• [WHAT YOU SHOULD DO]:
Retype each record shown below, leaving every character as it is.

[Collected data]
☆ ☆ ☆ ☆ ☆ ☆ ☆
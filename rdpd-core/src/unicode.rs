//! UTF-16LE helpers for logon fields, client names and channel names.

use crate::error::{RdpError, Result};
use crate::stream::WireBuffer;

/// Decode UTF-16LE up to the first NUL, replacing invalid sequences.
pub fn decode_utf16_lossy(bytes: &[u8]) -> String {
    let units = bytes
        .chunks_exact(2)
        .map(|c| u16::from_le_bytes([c[0], c[1]]))
        .take_while(|&u| u != 0);
    char::decode_utf16(units)
        .map(|r| r.unwrap_or(char::REPLACEMENT_CHARACTER))
        .collect()
}

/// Read `cb` bytes of UTF-16LE followed by a mandatory NUL terminator.
///
/// `cb` excludes the terminator, as in `TS_INFO_PACKET`.
pub fn read_utf16_terminated(s: &mut WireBuffer, cb: usize, what: &'static str) -> Result<String> {
    if cb % 2 != 0 {
        return Err(RdpError::invalid("utf-16 field length", cb as u64));
    }
    s.need(cb + 2, what)?;
    let text = decode_utf16_lossy(s.read_bytes(cb, what)?);
    if s.read_u16_le()? != 0 {
        return Err(RdpError::ProtocolViolation("utf-16 field is not NUL terminated"));
    }
    Ok(text)
}

/// Encode as UTF-16LE with a trailing NUL.
pub fn encode_utf16_z(text: &str) -> Vec<u8> {
    let mut out: Vec<u8> = text.encode_utf16().flat_map(u16::to_le_bytes).collect();
    out.extend_from_slice(&[0, 0]);
    out
}

/// ASCII up to the first NUL, as used by channel names.
pub fn decode_ascii_z(bytes: &[u8]) -> String {
    let end = bytes.iter().position(|&b| b == 0).unwrap_or(bytes.len());
    String::from_utf8_lossy(&bytes[..end]).into_owned()
}

#[cfg(test)]
mod tests {
    use super::*;

    #[test]
    fn terminated_field() {
        let mut bytes = encode_utf16_z("bob");
        bytes.push(0xAA);
        let mut s = WireBuffer::from_slice(&bytes);
        assert_eq!(read_utf16_terminated(&mut s, 6, "user").unwrap(), "bob");
        assert_eq!(s.rest(), &[0xAA]);
    }

    #[test]
    fn missing_terminator_and_odd_length() {
        let mut s = WireBuffer::from_slice(&[b'a', 0, b'b', 0]);
        assert!(read_utf16_terminated(&mut s, 2, "user").is_err());
        let mut s = WireBuffer::from_slice(&[b'a', 0, 0, 0]);
        assert!(read_utf16_terminated(&mut s, 1, "user").is_err());
    }

    #[test]
    fn lossy_and_ascii() {
        assert_eq!(decode_utf16_lossy(&[b'h', 0, b'i', 0, 0, 0, b'x', 0]), "hi");
        assert_eq!(decode_utf16_lossy(&[0x00, 0xD8, b'a', 0]), "\u{FFFD}a");
        assert_eq!(decode_ascii_z(b"rdpdr\0\0\0"), "rdpdr");
    }
}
☆ ☆ ☆ ☆ ☆ ☆ ☆
• [RESULT OF THIS TASK]:
filename rdpd-core/src/unicode.rs
//! UTF-16LE helpers for logon fields, client names and channel names.

use crate::error::{RdpError, Result};
use crate::stream::WireBuffer;

/// Decode UTF-16LE up to the first NUL, replacing invalid sequences.
pub fn decode_utf16_lossy(bytes: &[u8]) -> String {
    let units = bytes
        .chunks_exact(2)
        .map(|c| u16::from_le_bytes([c[0], c[1]]))
        .take_while(|&u| u != 0);
    char::decode_utf16(units)
        .map(|r| r.unwrap_or(char::REPLACEMENT_CHARACTER))
        .collect()
}

/// Read `cb` bytes of UTF-16LE followed by a mandatory NUL terminator.
///
/// `cb` excludes the terminator, as in `TS_INFO_PACKET`.
pub fn read_utf16_terminated(s: &mut WireBuffer, cb: usize, what: &'static str) -> Result<String> {
    if cb % 2 != 0 {
        return Err(RdpError::invalid("utf-16 field length", cb as u64));
    }
    s.need(cb + 2, what)?;
    let text = decode_utf16_lossy(s.read_bytes(cb, what)?);
    if s.read_u16_le()? != 0 {
        return Err(RdpError::ProtocolViolation("utf-16 field is not NUL terminated"));
    }
    Ok(text)
}

/// Encode as UTF-16LE with a trailing NUL.
pub fn encode_utf16_z(text: &str) -> Vec<u8> {
    let mut out: Vec<u8> = text.encode_utf16().flat_map(u16::to_le_bytes).collect();
    out.extend_from_slice(&[0, 0]);
    out
}

/// ASCII up to the first NUL, as used by channel names.
pub fn decode_ascii_z(bytes: &[u8]) -> String {
    let end = bytes.iter().position(|&b| b == 0).unwrap_or(bytes.len());
    String::from_utf8_lossy(&bytes[..end]).into_owned()
}

#[cfg(test)]
mod tests {
    use super::*;

    #[test]
    fn terminated_field() {
        let mut bytes = encode_utf16_z("bob");
        bytes.push(0xAA);
        let mut s = WireBuffer::from_slice(&bytes);
        assert_eq!(read_utf16_terminated(&mut s, 6, "user").unwrap(), "bob");
        assert_eq!(s.rest(), &[0xAA]);
    }

    #[test]
    fn missing_terminator_and_odd_length() {
        let mut s = WireBuffer::from_slice(&[b'a', 0, b'b', 0]);
        assert!(read_utf16_terminated(&mut s, 2, "user").is_err());
        let mut s = WireBuffer::from_slice(&[b'a', 0, 0, 0]);
        assert!(read_utf16_terminated(&mut s, 1, "user").is_err());
    }

    #[test]
    fn lossy_and_ascii() {
        assert_eq!(decode_utf16_lossy(&[b'h', 0, b'i', 0, 0, 0, b'x', 0]), "hi");
        assert_eq!(decode_utf16_lossy(&[0x00, 0xD8, b'a', 0]), "\u{FFFD}a");
        assert_eq!(decode_ascii_z(b"rdpdr\0\0\0"), "rdpdr");
    }
}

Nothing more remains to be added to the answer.